Quantum Optical Electron Pulse Shaper

TL;DR

This paper proposes a theoretical method for shaping free electron wave packets in the time domain using quantum phase modulation with coherent light, enabling ultrafast electron pulse control for advanced imaging.

Contribution

It introduces a novel approach to electron pulse shaping via quantum phase modulation, bridging a gap in ultrafast electron control techniques.

Findings

Achieves few femtosecond electron pulse durations without spectral broadening.

Enables high-resolution ultrafast imaging and diffraction with shaped electron pulses.

Demonstrates control over electron wave packet time-energy profiles.

Abstract

Coherent control of ultrafast quantum phenomena benefits from pulse-shaping capabilities allowing to modulate the envelope and instantaneous phase of optical fields on femtosecond time scales. While such control is available for optical fields, an analogy of a pulse shaper for freely propagating electrons is lacking. In this study, we theoretically demonstrate a method that enables near arbitrary light-based shaping of electron wave packets in the time domain.
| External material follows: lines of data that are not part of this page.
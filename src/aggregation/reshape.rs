//! Aggregation result reshaping
//!
//! Turns the engine's aggregation response back into flat rows: one row per
//! innermost distinct bucket, and one value per metric.

use super::descriptor::AggregationDescriptor;
use serde_json::{Map, Value};

/// Row member holding a bucket's document count
pub const COUNT_KEY: &str = "_count";

/// The aggregations object of a search response, or the response itself
fn aggregations_root(response: &Value) -> &Value {
    response.get("aggregations").unwrap_or(response)
}

/// Value of a metric result: `value` for single-value metrics, the whole object otherwise
fn metric_value(result: &Value) -> Value {
    match result.get("value") {
        Some(value) if result.get("values").is_none() => value.clone(),
        _ => result.clone(),
    }
}

/// Flatten a distinct bucket tree into rows
///
/// Each row holds the bucket key of every grouping field, the innermost
/// `doc_count` under `_count`, and each metric's value. Missing levels yield
/// no rows.
pub fn flatten_distinct(
    response: &Value,
    fields: &[String],
    metric_keys: &[String],
) -> Vec<Map<String, Value>> {
    let mut rows = Vec::new();
    if !fields.is_empty() {
        collect_rows(
            aggregations_root(response),
            fields,
            metric_keys,
            Map::new(),
            &mut rows,
        );
    }
    rows
}

fn collect_rows(
    node: &Value,
    fields: &[String],
    metric_keys: &[String],
    row: Map<String, Value>,
    rows: &mut Vec<Map<String, Value>>,
) {
    let Some((field, rest)) = fields.split_first() else {
        return;
    };
    let Some(buckets) = node
        .get(field)
        .and_then(|level| level.get("buckets"))
        .and_then(Value::as_array)
    else {
        return;
    };

    for bucket in buckets {
        let mut row = row.clone();
        row.insert(
            field.clone(),
            bucket.get("key").cloned().unwrap_or(Value::Null),
        );

        if !rest.is_empty() {
            collect_rows(bucket, rest, metric_keys, row, rows);
            continue;
        }

        row.insert(
            COUNT_KEY.to_string(),
            bucket.get("doc_count").cloned().unwrap_or(Value::from(0)),
        );
        for key in metric_keys {
            if let Some(result) = bucket.get(key) {
                row.insert(key.clone(), metric_value(result));
            }
        }
        rows.push(row);
    }
}

/// Metric values keyed by aggregation key
pub fn extract_metrics(response: &Value, descriptors: &[AggregationDescriptor]) -> Map<String, Value> {
    let root = aggregations_root(response);
    descriptors
        .iter()
        .filter_map(|desc| {
            root.get(&desc.key)
                .map(|result| (desc.key.clone(), metric_value(result)))
        })
        .collect()
}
The method is based on the quantum phase modulation of electron waves by coherent light with time-dependent frequency leading to generation of spectrally separated electron energy side bands with shaped time-energy profiles and envelopes. Our results show that few femtosecond time durations can be achieved without additional spectral broadening of the electron wave packet, allowing one to reach the combination of high time, spatial, and spectral resolutions in ultrafast imaging and diffraction experiments with pulsed electron beams.